Was die iranische, die deutsche und schließlich die amerikanische Erfahrung miteinander verbindet, ist der einsame Mensch in einem Machtgefüge, gegen das niemand eine wirkliche Chance hat. »Wir alle leben mit einer Vorstellung von Utopia, aber diese Utopie erweist sich als die Hölle, beherrscht von Despoten. Wird ein Despot beseitigt, kommt schon der nächste (einer von uns!) Und übernimmt das Kommando« so Bert Schmidt zu »Utopia«, aber es ist wohl der Kern von Saless’ Sicht auf die Welt.

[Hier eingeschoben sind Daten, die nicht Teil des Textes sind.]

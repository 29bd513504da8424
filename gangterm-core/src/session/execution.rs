//! Remote script execution relay: single-flight per connection, streamed
//! labeled output, final exit status.

use crate::protocol::{split_labeled_line, OutputStream};

/// Output lines kept for the live view; older lines are dropped first.
pub const MAX_OUTPUT_LINES: usize = 5_000;

#[derive(Debug, Clone, PartialEq, Eq)]
pub struct OutputLine {
    pub stream: OutputStream,
    pub text: String,
}

#[derive(Debug, Clone, Copy, PartialEq, Eq, Default)]
pub enum ExecutionStatus {
    #[default]
    Idle,
    Running,
    Exited(i32),
    /// Connection dropped (or the backend reported no exit code) before the
    /// script finished; its real outcome is unknown.
    Aborted,
}

#[derive(Debug, Clone, Default)]
pub struct ExecutionRelay {
    status: ExecutionStatus,
    output: Vec<OutputLine>,
    truncated: usize,
}

impl ExecutionRelay {
    pub fn status(&self) -> ExecutionStatus {
        self.status
    }

    pub fn in_flight(&self) -> bool {
        self.status == ExecutionStatus::Running
    }

    pub fn output(&self) -> &[OutputLine] {
        &self.output
    }

    /// Lines dropped from the front of the live view
    pub fn truncated(&self) -> usize {
        self.truncated
    }

    pub(crate) fn begin(&mut self) {
        self.output.clear();
        self.truncated = 0;
        self.status = ExecutionStatus::Running;
    }

    /// The backend started the script. Returns false when nothing is running.
    pub(crate) fn on_start(&mut self) -> bool {
        if !self.in_flight() {
            return false;
        }
        self.output.clear();
        self.truncated = 0;
        true
    }

    /// Append one output line. Returns false when nothing is running.
    pub(crate) fn on_output(&mut self, stream: Option<OutputStream>, line: &str) -> bool {
        if !self.in_flight() {
            return false;
        }
        let (labeled, text) = split_labeled_line(line);
        self.output.push(OutputLine {
            stream: stream.unwrap_or(labeled),
            text: text.to_string(),
        });
        if self.output.len() > MAX_OUTPUT_LINES {
            let excess = self.output.len() - MAX_OUTPUT_LINES;
            self.output.drain(..excess);
            self.truncated += excess;
        }
        true
    }

    /// Record the final status. Returns false when nothing is running.
    pub(crate) fn on_end(&mut self, exit_code: Option<i32>) -> bool {
        if !self.in_flight() {
            return false;
        }
        self.status = match exit_code {
            Some(code) => ExecutionStatus::Exited(code),
            None => ExecutionStatus::Aborted,
        };
        true
    }

    /// Returns true if an execution was in flight.
    pub(crate) fn connection_lost(&mut self) -> bool {
        if !self.in_flight() {
            return false;
        }
        self.status = ExecutionStatus::Aborted;
        true
    }
}
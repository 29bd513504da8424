//! Operator-visible logs: the bounded connection log and the audit trail.

use std::collections::VecDeque;
use std::fmt;

use chrono::{DateTime, Local};

/// Maximum number of lines kept in the connection log
pub const LOG_CAPACITY: usize = 100;

/// Maximum number of entries kept in the audit trail
pub const AUDIT_CAPACITY: usize = 50;

/// Severity of a connection log line
#[derive(Debug, Clone, Copy, PartialEq, Eq)]
pub enum LogLevel {
    Info,
    Warn,
    Error,
}

/// One timestamped log line
#[derive(Debug, Clone, PartialEq, Eq)]
pub struct LogEntry {
    pub timestamp: DateTime<Local>,
    pub level: LogLevel,
    pub text: String,
}

impl LogEntry {
    pub fn new(level: LogLevel, text: impl Into<String>) -> Self {
        Self {
            timestamp: Local::now(),
            level,
            text: text.into(),
        }
    }
}

impl fmt::Display for LogEntry {
    fn fmt(&self, f: &mut fmt::Formatter<'_>) -> fmt::Result {
        write!(f, "[{}] {}", self.timestamp.format("%H:%M:%S"), self.text)
    }
}

/// Append-only log that keeps the most recent [`LOG_CAPACITY`] lines.
#[derive(Debug, Clone)]
pub struct LogBuffer {
    entries: VecDeque<LogEntry>,
    capacity: usize,
}

impl Default for LogBuffer {
    fn default() -> Self {
        Self::with_capacity(LOG_CAPACITY)
    }
}

impl LogBuffer {
    pub fn with_capacity(capacity: usize) -> Self {
        let capacity = capacity.max(1);
        Self {
            entries: VecDeque::with_capacity(capacity),
            capacity,
        }
    }

    /// Append a line, evicting the oldest one when full.
    pub(crate) fn push(&mut self, level: LogLevel, text: impl Into<String>) {
        let entry = LogEntry::new(level, text);
        match level {
            LogLevel::Info => tracing::info!(target: "gangterm::session", "{}", entry.text),
            LogLevel::Warn => tracing::warn!(target: "gangterm::session", "{}", entry.text),
            LogLevel::Error => tracing::error!(target: "gangterm::session", "{}", entry.text),
        }
        if self.entries.len() == self.capacity {
            self.entries.pop_front();
        }
        self.entries.push_back(entry);
    }

    /// Oldest first
    pub fn iter(&self) -> impl DoubleEndedIterator<Item = &LogEntry> + ExactSizeIterator {
        self.entries.iter()
    }

    pub fn latest(&self) -> Option<&LogEntry> {
        self.entries.back()
    }

    pub fn len(&self) -> usize {
        self.entries.len()
    }

    pub fn is_empty(&self) -> bool {
        self.entries.is_empty()
    }
}

/// One audit record, e.g. a connect or disconnect
#[derive(Debug, Clone, PartialEq, Eq)]
pub struct AuditEntry {
    pub timestamp: DateTime<Local>,
    pub event: String,
    pub details: String,
}

/// Newest-first audit trail of connection lifecycle events.
#[derive(Debug, Clone, Default)]
pub struct AuditLog {
    entries: VecDeque<AuditEntry>,
}

impl AuditLog {
    pub(crate) fn record(&mut self, event: impl Into<String>, details: impl Into<String>) {
        self.entries.push_front(AuditEntry {
            timestamp: Local::now(),
            event: event.into(),
            details: details.into(),
        });
        self.entries.truncate(AUDIT_CAPACITY);
    }

    /// Newest first
    pub fn iter(&self) -> impl Iterator<Item = &AuditEntry> {
        self.entries.iter()
    }

    pub fn len(&self) -> usize {
        self.entries.len()
    }

    pub fn is_empty(&self) -> bool {
        self.entries.is_empty()
    }
}

#[cfg(test)]
mod tests {
    use super::*;

    #[test]
    fn test_log_buffer_evicts_oldest() {
        let mut logs = LogBuffer::default();
        for i in 0..=LOG_CAPACITY {
            logs.push(LogLevel::Info, format!("line {}", i));
        }

        assert_eq!(logs.len(), LOG_CAPACITY);
        assert!(logs.iter().all(|entry| entry.text != "line 0"));
        assert_eq!(logs.iter().next().unwrap().text, "line 1");
        assert_eq!(logs.latest().unwrap().text, format!("line {}", LOG_CAPACITY));
    }

    #[test]
    fn test_log_entry_display_has_timestamp_prefix() {
        let entry = LogEntry::new(LogLevel::Warn, "careful");
        let rendered = entry.to_string();
        assert!(rendered.starts_with('['));
        assert!(rendered.ends_with("] careful"));
    }

    #[test]
    fn test_audit_log_is_newest_first_and_bounded() {
        let mut audit = AuditLog::default();
        for i in 0..AUDIT_CAPACITY + 5 {
            audit.record("event", format!("{}", i));
        }
        assert_eq!(audit.len(), AUDIT_CAPACITY);
        let newest = audit.iter().next().unwrap();
        assert_eq!(newest.details, format!("{}", AUDIT_CAPACITY + 4));
    }
}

Konsequenter hat wohl kaum einer das »Happy Ending« verweigert. In seinem Film »Empfänger Unbekannt« (1983) wird die Vernichtung der Juden in der Zeit des Nazi-Regimes ganz direkt mit der Fremdenfeindlichkeit in der Gegenwart zusammen geschnitten. Dazu gibt es die Geschichte einer Frau, die ihren deutschen Mann verlassen hat und mit einem arbeitslosen türkischen Architekten zusammen lebt und am Ende, statt in das bürgerliche Leben zurückzukehren Selbstmord begeht. Und in »Hans, ein Junge aus Deutschland« lässt er seinen Helden, einen jüdischen Jungen, die Nazi-Zeit überleben, aber danach erhält seine Mutter immer noch Droh- und Hassschreiben, und die sehen 1985 genau so aus wie sie 1950 womöglich ausgesehen haben und wie sie heute aussehen. Sohrab Shahid Saless’ Deutschland-Filme aus den siebziger und achtziger Jahren sehen aus, als hätte vor einem halben Jahrhundert jemand einen Zukunftsblick in unsere Gegenwart getan.

Aber Deutschland sollte nicht das Ende seiner eigenen Reise sein. Sohrab Shahid Saless übersiedelte in die USA. Die Nachricht von seinem Tod erreichte uns 1998 aus der Ferne.

Georg Seeßlen
Bert Schmidt: Sohrab Shahid Saless – Film im Kopf. Belleville, München. 220 Seiten, mit vielen Schwarz/weiß- und Farb-Abbildungen, 24 €.